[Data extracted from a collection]
= Beginning of Section =

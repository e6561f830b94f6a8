use color_eyre::eyre::{
    Result,
    eyre,
};
use crossterm::{
    event::{
        self,
        Event,
        KeyCode,
        KeyEventKind,
        KeyModifiers,
    },
    terminal::{
        disable_raw_mode,
        enable_raw_mode,
    },
};
use friendship_faucet::{
    controller::FaucetSnapshot,
    format::{
        format_ether,
        short_address,
    },
    submit::TxPhase,
    sync::Field,
    wallet::SigningIdentity,
};
use ratatui::{
    prelude::*,
    widgets::*,
};
use std::{
    io::stdout,
    thread,
};
use tokio::sync::mpsc;

pub type InputEventReceiver = mpsc::UnboundedReceiver<std::io::Result<Event>>;

#[derive(Clone, Debug, Eq, PartialEq)]
pub enum UserEvent {
    Quit,
    Redraw,
    Connect,
    SubmitPassword(String),
    CancelPassword,
    SubmitGuess(String),
    Deposit,
    Withdraw,
}

#[derive(Debug, Default)]
pub struct UiState {
    mode: Mode,
    reward_received: bool,
    terminal: Option<Terminal<CrosstermBackend<std::io::Stdout>>>,
}

#[derive(Clone, Debug, Default, Eq, PartialEq)]
enum Mode {
    #[default]
    Normal,
    GuessModal(String),
    PasswordModal { wallet: String, input: String },
    QuitModal,
}

impl UiState {
    /// Asks for the password of keystore `wallet`.
    pub fn open_password_prompt(&mut self, wallet: impl Into<String>) {
        self.mode = Mode::PasswordModal {
            wallet: wallet.into(),
            input: String::new(),
        };
    }
}

pub fn terminal_enter(state: &mut UiState) -> Result<()> {
    enable_raw_mode()?;
    crossterm::execute!(std::io::stdout(), crossterm::terminal::EnterAlternateScreen)?;
    let backend = CrosstermBackend::new(stdout());
    let terminal = Terminal::new(backend)?;
    state.terminal = Some(terminal);
    Ok(())
}

pub fn terminal_exit() -> Result<()> {
    disable_raw_mode()?;
    crossterm::execute!(std::io::stdout(), crossterm::terminal::LeaveAlternateScreen)?;
    Ok(())
}

/// Blocking terminal reads happen on their own thread.
pub fn input_event_stream() -> InputEventReceiver {
    let (tx, rx) = mpsc::unbounded_channel();
    thread::spawn(move || {
        loop {
            let event = event::read();
            let failed = event.is_err();
            if tx.send(event).is_err() || failed {
                break;
            }
        }
    });
    rx
}

pub async fn next_raw_event(input: &mut InputEventReceiver) -> Result<Event> {
    match input.recv().await {
        Some(event) => Ok(event?),
        None => Err(eyre!("terminal input stream closed")),
    }
}

pub fn draw(state: &mut UiState, snap: &FaucetSnapshot) -> Result<()> {
    state.reward_received = snap.observed.has_received_reward;
    if state.reward_received && matches!(state.mode, Mode::GuessModal(_)) {
        state.mode = Mode::Normal;
    }
    if let Some(mut term) = state.terminal.take() {
        term.draw(|f| ui(f, state, snap))?;
        state.terminal = Some(term);
    }
    Ok(())
}

pub fn interpret_event(state: &mut UiState, event: Event) -> Option<UserEvent> {
    let k = match event {
        Event::Key(k) => k,
        Event::Resize(..) => return Some(UserEvent::Redraw),
        _ => return None,
    };
    if k.kind != KeyEventKind::Press {
        return None;
    }
    // Raw mode delivers ctrl-c as a key press rather than a signal.
    if k.code == KeyCode::Char('c') && k.modifiers.contains(KeyModifiers::CONTROL) {
        return Some(UserEvent::Quit);
    }
    match &mut state.mode {
        Mode::GuessModal(input) => {
            return match k.code {
                KeyCode::Esc => {
                    state.mode = Mode::Normal;
                    Some(UserEvent::Redraw)
                }
                KeyCode::Enter => {
                    let age = std::mem::take(input);
                    state.mode = Mode::Normal;
                    Some(UserEvent::SubmitGuess(age))
                }
                KeyCode::Backspace => {
                    input.pop();
                    Some(UserEvent::Redraw)
                }
                KeyCode::Char(c) if c.is_ascii_digit() => {
                    input.push(c);
                    Some(UserEvent::Redraw)
                }
                _ => None,
            };
        }
        Mode::PasswordModal { input, .. } => {
            return match k.code {
                KeyCode::Esc => {
                    state.mode = Mode::Normal;
                    Some(UserEvent::CancelPassword)
                }
                KeyCode::Enter => {
                    let password = std::mem::take(input);
                    state.mode = Mode::Normal;
                    Some(UserEvent::SubmitPassword(password))
                }
                KeyCode::Backspace => {
                    input.pop();
                    Some(UserEvent::Redraw)
                }
                KeyCode::Char(c) => {
                    input.push(c);
                    Some(UserEvent::Redraw)
                }
                _ => None,
            };
        }
        Mode::QuitModal => {
            return match k.code {
                KeyCode::Char('y') | KeyCode::Char('Y') => Some(UserEvent::Quit),
                KeyCode::Char('n') | KeyCode::Char('N') | KeyCode::Esc => {
                    state.mode = Mode::Normal;
                    Some(UserEvent::Redraw)
                }
                _ => None,
            };
        }
        Mode::Normal => {}
    }
    match k.code {
        KeyCode::Char('q') | KeyCode::Esc => {
            state.mode = Mode::QuitModal;
            Some(UserEvent::Redraw)
        }
        KeyCode::Char('c') => Some(UserEvent::Connect),
        KeyCode::Char('g') if !state.reward_received => {
            state.mode = Mode::GuessModal(String::new());
            Some(UserEvent::Redraw)
        }
        KeyCode::Char('d') => Some(UserEvent::Deposit),
        KeyCode::Char('w') => Some(UserEvent::Withdraw),
        _ => None,
    }
}

fn ui(f: &mut Frame, state: &UiState, snap: &FaucetSnapshot) {
    f.render_widget(Clear, f.area());
    let chunks = Layout::default()
        .direction(Direction::Vertical)
        .constraints([
            Constraint::Length(4), // wallet
            Constraint::Length(7), // faucet
            Constraint::Min(6),    // status/errors
            Constraint::Length(3), // help
        ])
        .split(f.area());

    draw_wallet_panel(f, chunks[0], snap);
    draw_faucet_panel(f, chunks[1], snap);
    draw_status_panel(f, chunks[2], snap);
    draw_help(f, chunks[3], snap);
    draw_modals(f, state);
}

fn draw_wallet_panel(f: &mut Frame, area: Rect, snap: &FaucetSnapshot) {
    let text = match &snap.connected {
        None => String::from("Not connected | press c to connect your wallet"),
        Some((address, identity)) => {
            let source = match identity {
                SigningIdentity::Keystore { name, .. } => format!("Keystore: {name}"),
                SigningIdentity::NodeAccount(_) => String::from("Node account"),
            };
            let role = match snap.is_owner {
                Some(true) => " | Owner",
                _ => "",
            };
            format!("Account: {address} | {source}{role}")
        }
    };
    let widget = Paragraph::new(text)
        .wrap(Wrap { trim: true })
        .block(Block::default().borders(Borders::ALL).title("Wallet"));
    f.render_widget(widget, area);
}

fn stale_marker(snap: &FaucetSnapshot, field: Field) -> &'static str {
    if snap.stale_fields.contains(&field) {
        " (stale)"
    } else {
        ""
    }
}

fn yes_no(flag: bool) -> &'static str {
    if flag { "Yes" } else { "No" }
}

fn draw_faucet_panel(f: &mut Frame, area: Rect, snap: &FaucetSnapshot) {
    let observed = &snap.observed;
    let mut lines = vec![
        Line::from(format!(
            "Contract: {} | Balance: {} ETH{}",
            short_address(&snap.contract_address),
            format_ether(observed.contract_balance_wei),
            stale_marker(snap, Field::ContractBalance)
        )),
        Line::from(format!(
            "Reward: {} wei{}",
            observed.reward_amount_wei,
            stale_marker(snap, Field::RewardAmount)
        )),
    ];
    if snap.connected.is_some() {
        lines.push(Line::from(format!(
            "Friend: {}{} | Reward received: {}{}",
            yes_no(observed.is_friend),
            stale_marker(snap, Field::IsFriend),
            yes_no(observed.has_received_reward),
            stale_marker(snap, Field::HasReceivedReward)
        )));
        let mut attempts = Line::from(format!(
            "Remaining attempts: {} of {}{}",
            snap.remaining_attempts,
            snap.max_attempts,
            stale_marker(snap, Field::AttemptCount)
        ));
        if snap.attempt_limit_exceeded {
            attempts = attempts.style(Style::default().fg(Color::Yellow));
        }
        lines.push(attempts);
    }
    let widget = Paragraph::new(lines)
        .block(Block::default().borders(Borders::ALL).title("Faucet"));
    f.render_widget(widget, area);
}

fn draw_status_panel(f: &mut Frame, area: Rect, snap: &FaucetSnapshot) {
    let status_widget = if snap.errors.is_empty() {
        let mut lines: Vec<Line> = Vec::new();
        if snap.status.trim().is_empty() {
            lines.push(Line::from("Ready"));
        } else {
            for line in snap.status.lines() {
                lines.push(Line::from(line.to_string()));
            }
        }
        if let Some(tx_hash) = snap.outcome.tx_hash() {
            lines.push(Line::from(format!("Tx: {tx_hash}")));
        }
        let color = match snap.outcome.phase() {
            TxPhase::Submitting | TxPhase::PendingConfirmation => Color::Yellow,
            _ => Color::Green,
        };
        Paragraph::new(lines)
            .wrap(Wrap { trim: false })
            .block(Block::default().borders(Borders::ALL).title("Status"))
            .style(Style::default().fg(color))
    } else {
        let lines: Vec<Line> = snap.errors.iter().map(|e| Line::from(e.clone())).collect();
        Paragraph::new(lines)
            .wrap(Wrap { trim: false })
            .block(Block::default().borders(Borders::ALL).title("Errors"))
            .style(Style::default().fg(Color::Red))
    };
    f.render_widget(status_widget, area);
}

fn draw_help(f: &mut Frame, area: Rect, snap: &FaucetSnapshot) {
    let help = if snap.connected.is_none() {
        "c connect | q/Esc quit"
    } else if snap.observed.has_received_reward {
        "d deposit 0.001 ETH | w withdraw | q/Esc quit"
    } else {
        "g guess age | d deposit 0.001 ETH | w withdraw | q/Esc quit"
    };
    let widget =
        Paragraph::new(help).block(Block::default().borders(Borders::ALL).title("Help"));
    f.render_widget(widget, area);
}

fn draw_modals(f: &mut Frame, state: &UiState) {
    match &state.mode {
        Mode::GuessModal(input) => {
            let area = centered_rect(40, 25, f.area());
            let block = Block::default().borders(Borders::ALL).title("Guess My Age");
            let p = Paragraph::new(format!(
                "Age: {input}\nEnter=submit Esc=cancel digits to edit"
            ));
            f.render_widget(Clear, area);
            f.render_widget(block.clone(), area);
            f.render_widget(p, block.inner(area));
        }
        Mode::PasswordModal { wallet, input } => {
            let area = centered_rect(50, 25, f.area());
            let block = Block::default().borders(Borders::ALL).title("Unlock Wallet");
            let p = Paragraph::new(format!(
                "Password for '{wallet}': {}\nEnter=unlock Esc=cancel",
                "*".repeat(input.chars().count())
            ));
            f.render_widget(Clear, area);
            f.render_widget(block.clone(), area);
            f.render_widget(p, block.inner(area));
        }
        Mode::QuitModal => {
            let area = centered_rect(40, 20, f.area());
            let block = Block::default().borders(Borders::ALL).title("Confirm Quit");
            let p = Paragraph::new("Quit? (Y/N)");
            f.render_widget(Clear, area);
            f.render_widget(block.clone(), area);
            f.render_widget(p, block.inner(area));
        }
        Mode::Normal => {}
    }
}

fn centered_rect(w_percent: u16, h_percent: u16, r: Rect) -> Rect {
    let popup_layout = Layout::default()
        .direction(Direction::Vertical)
        .constraints([
            Constraint::Percentage((100 - h_percent) / 2),
            Constraint::Percentage(h_percent),
            Constraint::Percentage((100 - h_percent) / 2),
        ])
        .split(r);

    Layout::default()
        .direction(Direction::Horizontal)
        .constraints([
            Constraint::Percentage((100 - w_percent) / 2),
            Constraint::Percentage(w_percent),
            Constraint::Percentage((100 - w_percent) / 2),
        ])
        .split(popup_layout[1])[1]
}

= End of Section =

_WHAT IS NEEDED:_
From the line holding "Esc=cancel digits to" to the line holding "fn centered_rect(w_percent: u16, h_percent: u16, r: Rect)", inclusive, restate each line above exactly as written.

_TASK OUTPUT:_
                "Age: {input}\nEnter=submit Esc=cancel digits to edit"
            ));
            f.render_widget(Clear, area);
            f.render_widget(block.clone(), area);
            f.render_widget(p, block.inner(area));
        }
        Mode::PasswordModal { wallet, input } => {
            let area = centered_rect(50, 25, f.area());
            let block = Block::default().borders(Borders::ALL).title("Unlock Wallet");
            let p = Paragraph::new(format!(
                "Password for '{wallet}': {}\nEnter=unlock Esc=cancel",
                "*".repeat(input.chars().count())
            ));
            f.render_widget(Clear, area);
            f.render_widget(block.clone(), area);
            f.render_widget(p, block.inner(area));
        }
        Mode::QuitModal => {
            let area = centered_rect(40, 20, f.area());
            let block = Block::default().borders(Borders::ALL).title("Confirm Quit");
            let p = Paragraph::new("Quit? (Y/N)");
            f.render_widget(Clear, area);
            f.render_widget(block.clone(), area);
            f.render_widget(p, block.inner(area));
        }
        Mode::Normal => {}
    }
}

fn centered_rect(w_percent: u16, h_percent: u16, r: Rect) -> Rect {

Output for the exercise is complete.